Thursday, June 7, 2012

Holiday Road: 13 directors, one camera


Panasonic's new AG AF100 was used. From the company's press release:
The ineffable spirit of the holidays is showcased in Holiday Road, written and directed by 13 of today's hottest, up-and-coming independent writer/directors.
     The project is the brainchild of producer/actor Kevin M. Brennan, writer/director/actor Todd Berger, writer/director/actor Michael Suter, writer/director/actor Doug Manley, producer/actor Will T.S. Coleman and producer Kelly Williams.
     Brennan and Manley had won an AF100 last year at Slamdance, where Panasonic’s new large imager camcorder was the official camera and the subject of an on-site filmmakers’ contest called “The Road to Park City.” Their goofy existential riff on moviemaking (
The Road to Park City is Paved with Artists) took the grand prize and they headed home with the camcorder and an idea for a movie.
      “At Slamdance 2011 we began talking with colleagues about a collaborative project that would embody the spirit of Slamdance and its slogan, ‘For filmmakers by filmmakers,’” Brennan said. “That was the genesis of Holiday Road and its parameters, basically that the filmmakers were charged with delivering a comedic short, eight minutes or less, about an assigned holiday. No actors could recur, and each short (except the St. Patrick’s Day animation) was shot on our AF100.”
Photo: Helmet Kobler
      Helena Wei both directed the November, Thanksgiving-themed short and served as Director of Photography on two other segments, May (Mothers’/Fathers’ Day) and October (Halloween).

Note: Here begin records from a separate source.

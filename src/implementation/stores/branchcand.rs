// Copyright 2024 the bcp developers
//
// Permission is hereby granted, free of charge, to any person obtaining a copy of
// this software and associated documentation files (the "Software"), to deal in
// the Software without restriction, including without limitation the rights to
// use, copy, modify, merge, publish, distribute, sublicense, and/or sell copies of
// the Software, and to permit persons to whom the Software is furnished to do so,
// subject to the following conditions:
//
// The above copyright notice and this permission notice shall be included in all
// copies or substantial portions of the Software.
//
// THE SOFTWARE IS PROVIDED "AS IS", WITHOUT WARRANTY OF ANY KIND, EXPRESS OR
// IMPLIED, INCLUDING BUT NOT LIMITED TO THE WARRANTIES OF MERCHANTABILITY, FITNESS
// FOR A PARTICULAR PURPOSE AND NONINFRINGEMENT. IN NO EVENT SHALL THE AUTHORS OR
// COPYRIGHT HOLDERS BE LIABLE FOR ANY CLAIM, DAMAGES OR OTHER LIABILITY, WHETHER
// IN AN ACTION OF CONTRACT, TORT OR OTHERWISE, ARISING FROM, OUT OF OR IN
// CONNECTION WITH THE SOFTWARE OR THE USE OR OTHER DEALINGS IN THE SOFTWARE.

//! This module defines the `Branchcand` store grouping the three families
//! of branching candidates: LP-fractional variables, externally registered
//! candidates (typically submitted by relaxators), and the pseudo
//! candidates (all unfixed integer variables).

use crate::{Lp, Prob, Set, VarId};

/// An LP branching candidate: an integer variable with a fractional value.
#[derive(Debug, Clone, Copy, PartialEq)]
pub struct LpCand {
    pub var: VarId,
    /// The candidate's LP solution value
    pub val: f64,
    /// Its fractionality `val - floor(val)`
    pub frac: f64,
}

/// The branching candidate storage.
#[derive(Debug, Default)]
pub struct Branchcand {
    extern_cands: Vec<VarId>,
}

impl Branchcand {
    pub fn new() -> Self {
        Self::default()
    }

    /// The integer variables taking a fractional value in the current LP
    /// solution.
    pub fn lp_cands(&self, set: &Set, prob: &Prob, lp: &Lp) -> Vec<LpCand> {
        lp.cols()
            .iter()
            .filter_map(|&id| {
                let var = prob.var(id);
                if !var.integral {
                    return None;
                }
                let val = var.lp_sol();
                if set.is_integral(val) {
                    return None;
                }
                Some(LpCand {
                    var: id,
                    val,
                    frac: set.frac(val),
                })
            })
            .collect()
    }

    /// The number of LP branching candidates.
    pub fn n_lp_cands(&self, set: &Set, prob: &Prob, lp: &Lp) -> usize {
        self.lp_cands(set, prob, lp).len()
    }

    /// Registers an external branching candidate for the current node.
    pub fn add_extern_cand(&mut self, var: VarId) {
        if !self.extern_cands.contains(&var) {
            self.extern_cands.push(var);
        }
    }

    pub fn extern_cands(&self) -> &[VarId] {
        &self.extern_cands
    }

    pub fn n_extern_cands(&self) -> usize {
        self.extern_cands.len()
    }

    /// Clears the external candidates; called whenever the node changes or
    /// the relaxators are about to run again.
    pub fn clear_extern_cands(&mut self) {
        self.extern_cands.clear();
    }

    /// The pseudo branching candidates: every unfixed integer variable.
    pub fn pseudo_cands(&self, set: &Set, prob: &Prob) -> Vec<VarId> {
        prob.vars()
            .filter(|(_, var)| var.integral && !set.is_eq(var.lb, var.ub))
            .map(|(id, _)| id)
            .collect()
    }

    pub fn n_pseudo_cands(&self, set: &Set, prob: &Prob) -> usize {
        self.pseudo_cands(set, prob).len()
    }
}

// ############################################################################
// #### TESTS #################################################################
// ############################################################################

#[cfg(test)]
mod test_branchcand {
    use super::*;
    use crate::{LpCol, LpError, LpKernel, LpRow, LpSolution, LpSolveReq, Var};

    struct NeverCalled;
    impl LpKernel for NeverCalled {
        fn solve(
            &mut self,
            _: &[LpCol],
            _: &[LpRow],
            _: &LpSolveReq,
        ) -> std::result::Result<LpSolution, LpError> {
            unreachable!()
        }
    }

    #[test]
    fn fractional_integer_columns_are_lp_candidates() {
        let set = Set::default();
        let mut prob = Prob::new("test");
        let x = prob.add_var(Var::new("x", 1.0, 0.0, 10.0, true));
        let y = prob.add_var(Var::new("y", 1.0, 0.0, 10.0, false));
        let mut lp = Lp::new(Box::new(NeverCalled));
        for (i, id) in [x, y].into_iter().enumerate() {
            lp.add_col(id);
            prob.var_mut(id).col = Some(i);
        }
        prob.var_mut(x).lpsol = 2.5;
        prob.var_mut(y).lpsol = 3.5; // continuous: never a candidate

        let cands = Branchcand::new().lp_cands(&set, &prob, &lp);
        assert_eq!(1, cands.len());
        assert_eq!(x, cands[0].var);
        assert_eq!(0.5, cands[0].frac);
    }

    #[test]
    fn integral_values_are_no_candidates() {
        let set = Set::default();
        let mut prob = Prob::new("test");
        let x = prob.add_var(Var::new("x", 1.0, 0.0, 10.0, true));
        let mut lp = Lp::new(Box::new(NeverCalled));
        lp.add_col(x);
        prob.var_mut(x).col = Some(0);
        prob.var_mut(x).lpsol = 3.0;

        assert_eq!(0, Branchcand::new().n_lp_cands(&set, &prob, &lp));
    }

    #[test]
    fn pseudo_candidates_are_the_unfixed_integers() {
        let set = Set::default();
        let mut prob = Prob::new("test");
        prob.add_var(Var::new("x", 1.0, 0.0, 10.0, true));
        prob.add_var(Var::new("fixed", 1.0, 2.0, 2.0, true));
        prob.add_var(Var::new("cont", 1.0, 0.0, 10.0, false));

        let cands = Branchcand::new().pseudo_cands(&set, &prob);
        assert_eq!(vec![VarId(0)], cands);
    }

    #[test]
    fn extern_candidates_are_deduplicated_and_clearable() {
        let mut cand = Branchcand::new();
        cand.add_extern_cand(VarId(1));
        cand.add_extern_cand(VarId(1));
        assert_eq!(1, cand.n_extern_cands());
        cand.clear_extern_cands();
        assert_eq!(0, cand.n_extern_cands());
    }
}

      “On Holiday Road, multiple filmmakers used the same camera and achieved many completely different looks: it was truly a communal experience,” said Wei. “We had the AF100 outfitted with standard Lumix 14-40 and wide angle Lumix 7-14mm lenses. Given the limitations of budget and time, I feel like we were able to pull it all off because we used the AF100.”
      “One crew would shoot, buy and hang onto their own SD cards, add 35mm lenses if they wanted, record sound into camera, experiment with visual settings within the camera and either go handheld, put it on a jib/dolly, or go static, then pass it on to the next person,” she continued. “Same thing over and over again. With all our powers combined we were able to complete a feature in under a year. We had polished stylized saturated segments with lots of play on depth, we had fast-paced handheld realistic comedic sketch, we had black and white static horror, we had moody overcast underwater drama... the possibilities became endless!”